*What you will do*:
Across the entries below, count the lines that contain the word "ReportSection" and reply with that number only.

[Dataset items]

▬▬▬▬▬▬

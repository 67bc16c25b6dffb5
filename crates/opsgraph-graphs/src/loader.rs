//! Workbook sheet loader.

use crate::clean::clean_rows;
use crate::table::{Table, Value};
use calamine::{open_workbook_auto, Data, Reader};
use opsgraph_common::{excel_serial_to_date, parse_report_date, LoadError};
use std::collections::HashSet;
use std::path::{Path, PathBuf};
use tracing::{debug, info};

/// Reads named sheets from one workbook into cleaned [`Table`]s.
///
/// The workbook is reopened per call, so a sheet that fails to load leaves
/// nothing behind for the next one.
#[derive(Debug, Clone)]
pub struct SheetLoader {
    path: PathBuf,
}

impl SheetLoader {
    /// Creates a loader for the workbook at `path`.
    pub fn new(path: impl Into<PathBuf>) -> Self {
        Self { path: path.into() }
    }

    /// Workbook path.
    pub fn path(&self) -> &Path {
        &self.path
    }

    /// Loads a sheet, keeping only the first `first_columns` columns when given.
    ///
    /// The first row is the header. Null tokens become 0 and column kinds
    /// are inferred before the table is returned.
    pub fn load(&self, sheet: &str, first_columns: Option<usize>) -> Result<Table, LoadError> {
        info!(sheet, "Loading sheet");

        if !self.path.exists() {
            return Err(LoadError::FileMissing {
                path: self.path.clone(),
            });
        }

        let mut workbook = open_workbook_auto(&self.path)
            .map_err(|e| LoadError::unexpected_with_source(sheet, "failed to open workbook", e))?;

        if !workbook.sheet_names().iter().any(|name| name == sheet) {
            return Err(LoadError::SheetMissing {
                sheet: sheet.to_string(),
            });
        }

        let range = workbook
            .worksheet_range(sheet)
            .map_err(|e| LoadError::unexpected_with_source(sheet, "failed to read sheet range", e))?;

        let mut rows = range.rows();
        let header_row = rows
            .next()
            .ok_or_else(|| LoadError::unexpected(sheet, "sheet has no header row"))?;

        let mut headers = header_names(header_row);
        if let Some(limit) = first_columns {
            headers.truncate(limit);
        }
        check_headers(sheet, &headers)?;

        let width = headers.len();
        let data: Vec<Vec<Value>> = rows
            .map(|row| row.iter().take(width).map(cell_value).collect())
            .filter(|row: &Vec<Value>| row.iter().any(|v| !v.is_null()))
            .collect();
        debug!(sheet, rows = data.len(), columns = width, "Read sheet range");

        let table = clean_rows(sheet, headers, data);
        info!(sheet, rows = table.len(), "Loaded and cleaned sheet");
        Ok(table)
    }
}

fn header_names(row: &[Data]) -> Vec<String> {
    let mut headers: Vec<String> = row
        .iter()
        .enumerate()
        .map(|(i, cell)| match cell_value(cell) {
            Value::Null => format!("unnamed_{i}"),
            other => other.to_string().trim().to_string(),
        })
        .collect();
    while headers.last().is_some_and(|h| h.starts_with("unnamed_")) {
        headers.pop();
    }
    headers
}

fn check_headers(sheet: &str, headers: &[String]) -> Result<(), LoadError> {
    if headers.is_empty() {
        return Err(LoadError::unexpected(sheet, "header row is empty"));
    }
    let mut seen = HashSet::new();
    for header in headers {
        if !seen.insert(header.as_str()) {
            return Err(LoadError::unexpected(
                sheet,
                format!("duplicate column header '{header}'"),
            ));
        }
    }
    Ok(())
}

fn cell_value(cell: &Data) -> Value {
    match cell {
        Data::Empty | Data::Error(_) => Value::Null,
        #[allow(clippy::cast_precision_loss)]
        Data::Int(i) => Value::Number(*i as f64),
        Data::Float(f) => Value::Number(*f),
        Data::Bool(b) => Value::Number(if *b { 1.0 } else { 0.0 }),
        Data::String(s) => {
            let trimmed = s.trim();
            if trimmed.is_empty() {
                Value::Null
            } else {
                Value::Text(trimmed.to_string())
            }
        }
        Data::DateTime(dt) => excel_serial_to_date(dt.as_f64()).map_or(Value::Null, Value::Date),
        Data::DateTimeIso(s) => s
            .get(..10)
            .and_then(parse_report_date)
            .map_or_else(|| Value::Text(s.clone()), Value::Date),
        Data::DurationIso(s) => Value::Text(s.clone()),
    }
}

#[cfg(test)]
mod tests {
    use super::*;

    #[test]
    fn test_missing_workbook() {
        let loader = SheetLoader::new("/definitely/not/here.xlsx");
        let err = loader.load("KPI_WKLY", None).unwrap_err();
        assert_eq!(err.kind(), "file_missing");
    }

    #[test]
    fn test_cell_values() {
        assert_eq!(cell_value(&Data::Int(3)), Value::Number(3.0));
        assert_eq!(cell_value(&Data::String("  ".into())), Value::Null);
        assert_eq!(cell_value(&Data::String(" \\N ".into())), Value::from("\\N"));
        assert_eq!(cell_value(&Data::Bool(true)), Value::Number(1.0));
        assert!(matches!(
            cell_value(&Data::DateTimeIso("2024-01-05T00:00:00".into())),
            Value::Date(_)
        ));
    }

    #[test]
    fn test_header_names() {
        let row = vec![
            Data::String("day".into()),
            Data::Empty,
            Data::Int(7),
            Data::Empty,
        ];
        assert_eq!(header_names(&row), vec!["day", "unnamed_1", "7"]);
        assert!(check_headers("s", &["a".into(), "a".into()]).is_err());
        assert!(check_headers("s", &[]).is_err());
    }
}
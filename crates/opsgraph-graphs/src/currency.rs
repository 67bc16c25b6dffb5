//! Currency section: diamond spend per activity and holdings per VIP level.

use crate::aggregate::{aggregate, pivot, subtract_if_present, CategoryOrder};
use crate::figure::{ChartPanel, Figure, Panel, Series};
use crate::manager::{ReportContext, SectionOutcome};
use crate::table::Table;
use crate::traits::ReportSection;
use crate::transform::{relabel_long_tail, window_rows, BucketRule, RankCutoff, Window};
use crate::utils::{index_labels, inches, short_date_label};
use opsgraph_common::{OpsGraphError, Result, SectionId};
use tracing::debug;

/// Daily diamond spend per activity type.
pub const SPEND_SHEET: &str = "CUR_SPEND";
/// Daily diamond holdings per VIP level.
pub const STOCK_SHEET: &str = "CUR_STOCK";

const SPEND_DAYS: i64 = 90;
const STOCK_DAYS: usize = 60;
const STOCK_COLUMNS: usize = 21;

const VIP_GROUPS: [(&str, [&str; 4]); 3] = [
    ("High VIP", ["v18", "v17", "v16", "v15"]),
    ("Mid VIP", ["v12", "v11", "v10", "v09"]),
    ("Low VIP", ["v08", "v07", "v06", "v05"]),
];

/// Diamond economy charts.
pub struct CurrencySection;

impl ReportSection for CurrencySection {
    fn id(&self) -> SectionId {
        SectionId::Currency
    }

    fn description(&self) -> &'static str {
        "diamond spend by activity and diamond holdings by VIP level"
    }

    fn generate(&self, ctx: &ReportContext<'_>, outcome: &mut SectionOutcome) -> Result<()> {
        if let Some(spend) = ctx.load(SPEND_SHEET, None, outcome) {
            ctx.emit(outcome, "currency_spend.jpg", || spend_by_activity(&spend));
        }
        if let Some(stock) = ctx.load(STOCK_SHEET, Some(STOCK_COLUMNS), outcome) {
            ctx.emit(outcome, "currency_stock_by_vip.jpg", || stock_by_vip(&stock));
        }
        Ok(())
    }
}

/// Net spend per day and activity over the trailing 90 days.
///
/// Activities are ranked on gross `totaldiamond`; from rank 10 on they are
/// summed as `others`. `backdiamond`, when the export has it, is subtracted
/// after ranking.
pub fn net_spend_by_activity(table: &Table) -> Result<Table> {
    let recent = window_rows(table, &Window::trailing_days("day", SPEND_DAYS))?;
    let rule = BucketRule::new("a_typ", "totaldiamond").cutoff(RankCutoff::AtOrAbove(10));
    let relabelled = relabel_long_tail(&recent, &rule)?;
    let net = subtract_if_present(relabelled, "totaldiamond", "backdiamond")?;
    let grouped = aggregate(&net, &["day", "a_typ"], &["totaldiamond", "paiddiamond"])?;
    debug!(rows = grouped.len(), "Aggregated net spend");
    Ok(grouped)
}

/// `currency_spend.jpg`
pub fn spend_by_activity(table: &Table) -> Result<Figure> {
    let grouped = net_spend_by_activity(table)?;
    let total = pivot(&grouped, "day", "a_typ", "totaldiamond", &CategoryOrder::Natural)?;
    let labels = index_labels(&total.index);

    let mut panels: Vec<Panel> = vec![ChartPanel::new(labels.clone())
        .title("Total Diamond Spend by Activity")
        .y_desc("Net Diamond Spend")
        .bars_from(total.series())
        .legend(true)
        .into()];
    if grouped.has("paiddiamond") {
        let paid = pivot(&grouped, "day", "a_typ", "paiddiamond", &CategoryOrder::Natural)?;
        panels.push(
            ChartPanel::new(labels)
                .title("Paid Diamond Spend by Activity")
                .y_desc("Paid Diamond Spend")
                .bars_from(paid.series())
                .into(),
        );
    }

    let (width, height) = inches(14, 10);
    Ok(Figure::stacked("Diamond Spend Analysis", panels).size(width, height))
}

/// `currency_stock_by_vip.jpg`: last 60 days of holdings, one panel per VIP band.
pub fn stock_by_vip(table: &Table) -> Result<Figure> {
    let days = table.sorted_by("day", true)?.tail(STOCK_DAYS);
    let labels: Vec<String> = days.column("day")?.into_iter().map(short_date_label).collect();

    let mut panels = Vec::new();
    for (title, columns) in VIP_GROUPS {
        let mut panel = ChartPanel::new(labels.clone()).title(title).y_desc("Diamonds").legend(true);
        for column in columns.iter().filter(|c| days.has(c)) {
            panel = panel.line(Series::new(column.to_uppercase(), days.numbers(column)?));
        }
        if panel.lines.is_empty() {
            debug!(band = title, "No holdings columns for band");
            continue;
        }
        panels.push(panel.into());
    }
    if panels.is_empty() {
        return Err(OpsGraphError::schema("no VIP holdings columns (v05..v18)"));
    }

    let (width, height) = inches(14, 8);
    Ok(Figure::stacked("Diamond Holdings by VIP Level", panels).size(width, height))
}
//! # OpsGraph Config
//!
//! Type-safe configuration for the weekly operations report.
//!
//! Configuration is read once from YAML or TOML, overlaid with `OPSGRAPH_*`
//! environment variables and validated before any section runs.

#![warn(missing_docs)]
#![warn(clippy::all)]
#![warn(clippy::pedantic)]
#![warn(clippy::nursery)]
#![allow(clippy::module_name_repetitions)]

pub mod defaults;
pub mod loader;
pub mod schema;
pub mod validator;

pub use defaults::*;
pub use loader::*;
pub use schema::*;
pub use validator::*;
//! Axis label helpers shared by the renderer and report sections.

use crate::table::Value;
use opsgraph_common::format_number;

/// Pixels per inch when sizing figures in inches.
pub const PIXELS_PER_INCH: u32 = 100;

/// Figure size in pixels for a size given in inches.
pub const fn inches(width: u32, height: u32) -> (u32, u32) {
    (width * PIXELS_PER_INCH, height * PIXELS_PER_INCH)
}

/// Label for a categorical axis drawn on a continuous `-0.5..n-0.5` range.
///
/// Only positions that land on a category center get a label.
pub fn category_label(labels: &[String], x: f64) -> String {
    let nearest = x.round();
    if (x - nearest).abs() > 1e-6 || nearest < 0.0 {
        return String::new();
    }
    #[allow(clippy::cast_possible_truncation, clippy::cast_sign_loss)]
    let index = nearest as usize;
    labels.get(index).cloned().unwrap_or_default()
}

/// Like [`category_label`] for axes drawn bottom-up, first label on top.
pub fn reversed_category_label(labels: &[String], y: f64) -> String {
    #[allow(clippy::cast_precision_loss)]
    let top = labels.len() as f64 - 1.0;
    category_label(labels, top - y)
}

/// Compact numeric tick label.
pub fn tick_label(value: f64) -> String {
    let abs = value.abs();
    if abs >= 1e6 {
        format!("{:.1}M", value / 1e6)
    } else if abs >= 10.0 || value.fract() == 0.0 {
        format_number(value.round())
    } else {
        let text = format!("{value:.2}");
        text.trim_end_matches('0').trim_end_matches('.').to_string()
    }
}

/// `MM-DD` for date-like values, plain text otherwise.
pub fn short_date_label(value: &Value) -> String {
    match value {
        Value::Date(_) | Value::Number(_) => value
            .as_date()
            .map_or_else(|| value.to_string(), |d| d.format("%m-%d").to_string()),
        _ => value.to_string(),
    }
}

/// `YYYY-MM-DD` for date-like values, plain text otherwise.
pub fn long_date_label(value: &Value) -> String {
    value
        .as_date()
        .map_or_else(|| value.to_string(), |d| d.format("%Y-%m-%d").to_string())
}

/// Short date labels for a pivot index.
pub fn index_labels(index: &[Value]) -> Vec<String> {
    index.iter().map(short_date_label).collect()
}

#[cfg(test)]
mod tests {
    use super::*;
    use chrono::NaiveDate;

    fn labels() -> Vec<String> {
        vec!["a".into(), "b".into(), "c".into()]
    }

    #[test]
    fn test_category_label_only_on_centers() {
        assert_eq!(category_label(&labels(), 1.0), "b");
        assert_eq!(category_label(&labels(), 0.5), "");
        assert_eq!(category_label(&labels(), -1.0), "");
        assert_eq!(category_label(&labels(), 7.0), "");
        assert_eq!(reversed_category_label(&labels(), 2.0), "a");
    }

    #[test]
    fn test_tick_label() {
        assert_eq!(tick_label(2_500_000.0), "2.5M");
        assert_eq!(tick_label(1200.0), "1200");
        assert_eq!(tick_label(0.25), "0.25");
        assert_eq!(tick_label(0.5), "0.5");
        assert_eq!(tick_label(3.0), "3");
    }

    #[test]
    fn test_date_labels() {
        let day = Value::Date(NaiveDate::from_ymd_opt(2024, 3, 7).unwrap());
        assert_eq!(short_date_label(&day), "03-07");
        assert_eq!(short_date_label(&Value::Number(20_240_307.0)), "03-07");
        assert_eq!(short_date_label(&Value::from("W12")), "W12");
        assert_eq!(long_date_label(&day), "2024-03-07");
        assert_eq!(inches(14, 10), (1400, 1000));
    }
}
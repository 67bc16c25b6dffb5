//! Application-wide error types using thiserror.

use opsgraph_common::OpsGraphError;
use std::path::PathBuf;

/// Errors that stop a run before any section starts.
#[derive(thiserror::Error, Debug)]
pub enum ReportError {
    /// Configuration or logging setup error.
    #[error("Configuration error: {0}")]
    Config(#[from] OpsGraphError),

    /// Output directory could not be created.
    #[error("Cannot prepare output directory '{}': {source}", path.display())]
    OutputDir {
        /// Directory path.
        path: PathBuf,
        /// Underlying I/O error.
        #[source]
        source: std::io::Error,
    },
}

/// Result type for the report application.
pub type ReportResult<T> = Result<T, ReportError>;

▬▬▬▬▬▬

*Solution for this task*:
2